Lab 2: Word order, small vocabulary, lexical semantics
Due 4/8/05
Download the Grammar Matrix
- Here's the file: matrix.tar.gz (v0.8.1)
- Save it in your working directory (if on the Treehouse machines,
your personal directory inside ~ling567), and unpack it:
tar xzf matrix.tar
Start the LKB and load the grammar Matrix
- Start the LKB: M-x lkb (note change from last time).
- Load the grammar Matrix (the script file is inside the lkb directory.
Personalize your copy of the Matrix
- Rename the file my_language.tdl to reflect the language
you are working on, e.g., esperanto.tdl.
- Consider opening it in emacs and adding some comments
to the beginning. The comment character is ;.
- Open the file lkb/script and replace my_language.tdl
with your new file name. (It only occurs twice, once in
a comment (;;;) that you don't need to change, and once
in the code.)
- Observe that the bar across the bottom of
the emacs window changes when you've made a change to
the current buffer.
- Save the changes to script (C-x s), and observe
the bar across the bottom changing again.
- Go to the very end of the script file, uncomment
the last two lines, and fill in two (or more, if you like) test
sentences that you'll be working with. This will save you from
having to delete "the dog barks" from the parse dialogue every time
you load the LKB.
- Save your changes again.
- Open the file matrix.tdl.
- Make sure you know how to switch between buffers
so you can get to matrix.tdl and your renamed my_language.tdl.
(C-x b)
Make a small testsuite
Make a small testsuite (lab1.items) illustrating intransitive
and transitive sentences in your language. Ungrammatical examples should
illustrate ungrammatical word orders, elements of the wrong part of speech
showing up as verbal arguments, etc. Your testsuite show also illustrate the
determiner optionality facts you discovered. Be sure to include all of your
lexical items in the grammatical examples. Use comments in your testsuite
file to provide glosses for your items (word by word and `free' translation).

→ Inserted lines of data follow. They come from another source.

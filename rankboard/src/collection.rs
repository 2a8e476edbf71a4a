//! Rank-ordered collections of cards or lists.

use crate::lexorank;
use crate::types::Rank;
use serde::{Deserialize, Deserializer, Serialize, Serializer};
use std::fmt;

/// An entity that lives at a ranked position inside a container
pub trait Ranked {
    /// Identifier of the entity
    type Id: PartialEq + fmt::Display;
    /// Identifier of the owning container
    type ContainerId: PartialEq + Clone + fmt::Display;

    fn id(&self) -> &Self::Id;
    fn rank(&self) -> &Rank;
    fn set_rank(&mut self, rank: Rank);
    fn container_id(&self) -> &Self::ContainerId;
    fn set_container_id(&mut self, container: Self::ContainerId);
}

/// A sequence of entities kept sorted ascending by rank.
///
/// Every mutating method re-sorts before returning, so iteration order is always
/// display order.
#[derive(Debug, Clone, PartialEq)]
pub struct OrderedCollection<T> {
    items: Vec<T>,
}

impl<T> Default for OrderedCollection<T> {
    fn default() -> Self {
        Self { items: Vec::new() }
    }
}

impl<T: Ranked> OrderedCollection<T> {
    /// Create an empty collection
    pub fn new() -> Self {
        Self::default()
    }

    pub fn len(&self) -> usize {
        self.items.len()
    }

    pub fn is_empty(&self) -> bool {
        self.items.is_empty()
    }

    pub fn iter(&self) -> std::slice::Iter<'_, T> {
        self.items.iter()
    }

    pub fn as_slice(&self) -> &[T] {
        &self.items
    }

    pub fn get(&self, index: usize) -> Option<&T> {
        self.items.get(index)
    }

    /// Find an entity by id
    pub fn find(&self, id: &T::Id) -> Option<&T> {
        self.items.iter().find(|item| item.id() == id)
    }

    /// Display index of an entity
    pub fn position(&self, id: &T::Id) -> Option<usize> {
        self.items.iter().position(|item| item.id() == id)
    }

    pub fn contains(&self, id: &T::Id) -> bool {
        self.position(id).is_some()
    }

    pub fn first_rank(&self) -> Option<&Rank> {
        self.items.first().map(Ranked::rank)
    }

    pub fn last_rank(&self) -> Option<&Rank> {
        self.items.last().map(Ranked::rank)
    }

    /// Ranks of the entities that would sit immediately before and after an
    /// entity placed at `index`, ignoring `exclude` if it is already present.
    pub fn neighbors(
        &self,
        index: usize,
        exclude: Option<&T::Id>,
    ) -> (Option<&Rank>, Option<&Rank>) {
        let remaining: Vec<&T> = self
            .items
            .iter()
            .filter(|item| Some(item.id()) != exclude)
            .collect();
        let index = index.min(remaining.len());
        let before = index
            .checked_sub(1)
            .and_then(|i| remaining.get(i))
            .map(|item| item.rank());
        let after = remaining.get(index).map(|item| item.rank());
        (before, after)
    }

    /// Allocate the rank for an entity placed at `index`
    pub fn rank_at(&self, index: usize, exclude: Option<&T::Id>) -> Rank {
        let (before, after) = self.neighbors(index, exclude);
        lexorank::between(before, after)
    }

    /// Insert a new entity at `index`, giving it a rank between its new neighbours.
    ///
    /// Returns the rank that was assigned.
    pub fn insert(&mut self, mut entity: T, index: usize) -> Rank {
        let rank = self.rank_at(index, Some(entity.id()));
        entity.set_rank(rank.clone());
        self.place(entity, index);
        rank
    }

    /// Splice an entity that already carries its rank in at `index`
    pub fn place(&mut self, entity: T, index: usize) {
        let index = index.min(self.items.len());
        self.items.insert(index, entity);
        self.sort();
    }

    /// Add an entity with an authoritative rank
    pub fn add(&mut self, entity: T) {
        self.items.push(entity);
        self.sort();
    }

    /// Remove and return an entity
    pub fn take(&mut self, id: &T::Id) -> Option<T> {
        let index = self.position(id)?;
        Some(self.items.remove(index))
    }

    /// Remove an entity; siblings keep their ranks
    pub fn remove(&mut self, id: &T::Id) -> bool {
        self.take(id).is_some()
    }

    /// Mutate one entity in place, then restore rank order
    pub fn modify<R>(&mut self, id: &T::Id, f: impl FnOnce(&mut T) -> R) -> Option<R> {
        let item = self.items.iter_mut().find(|item| item.id() == id)?;
        let result = f(item);
        self.sort();
        Some(result)
    }

    /// True when ranks are strictly ascending, which also means unique
    pub fn is_ordered(&self) -> bool {
        self.items.windows(2).all(|w| w[0].rank() < w[1].rank())
    }

    fn sort(&mut self) {
        self.items.sort_by(|a, b| a.rank().cmp(b.rank()));
    }
}

impl<T: Ranked> From<Vec<T>> for OrderedCollection<T> {
    fn from(items: Vec<T>) -> Self {
        let mut collection = Self { items };
        collection.sort();
        collection
    }
}

impl<T: Ranked> FromIterator<T> for OrderedCollection<T> {
    fn from_iter<I: IntoIterator<Item = T>>(iter: I) -> Self {
        Self::from(iter.into_iter().collect::<Vec<_>>())
    }
}

impl<'a, T> IntoIterator for &'a OrderedCollection<T> {
    type Item = &'a T;
    type IntoIter = std::slice::Iter<'a, T>;

    fn into_iter(self) -> Self::IntoIter {
        self.items.iter()
    }
}

impl<T: Serialize> Serialize for OrderedCollection<T> {
    fn serialize<S: Serializer>(&self, serializer: S) -> Result<S::Ok, S::Error> {
        self.items.serialize(serializer)
    }
}

impl<'de, T: Ranked + Deserialize<'de>> Deserialize<'de> for OrderedCollection<T> {
    fn deserialize<D: Deserializer<'de>>(deserializer: D) -> Result<Self, D::Error> {
        Vec::<T>::deserialize(deserializer).map(Self::from)
    }
}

Add lexical types and lexical entries
Note The default place to make changes is your
renamed my_language.tdl file. In principle, you should not
need to make any changes to matrix.tdl. You may need to use
some other files (e.g., for lexical entry and rule instances).
In the following instructions, if no particular file is mentioned,
use your renamed my_language.tdl file.
Add phrase structure rules
- Determine the basic word order of your language.
- Look in the subdirectory matrix/modules. This directory
contains, among other things, type and instance files for various
word orders. Locate the types file that matches your basic
word order (SOV.tdl, OSV.tdl, V-final.tdl,
free-order.tdl, etc). In the comments at the top of the
file, you find a reference to the "rules" (instance) file you want
to use.
- Incorporate the type definitions from the types file you selected
into matrix/esperanto.tdl.
- Incorporate the instance definitions from the rules file you selected
into matrix/rules.tdl.
- Create a type for head-secifier phrases in your language (with
overt specifiers). It should inherit from basic-head-spec-phrase
and either head-initial or head-final, as appropriate.
- Add an instance head-spec (or spec-head) in rules.tdl.
- Reload the grammar, and correct any errors detected by the LKB.
- Try parsing a sentence.
- Try parsing your testsuite.
- Debug as necessary.
- Write up #1: Indicate
what the basic word order is in your language, as well as the order of
nouns and determiners. Provide glossed examples illustrating the
generalizations. If you feel that you had to simplify anything about
the data in order to do this part of the lab, describe the
simplifications.
Semantics: Background
- Semantic information is handled inside the feature SYNSEM.LOCAL.CONT.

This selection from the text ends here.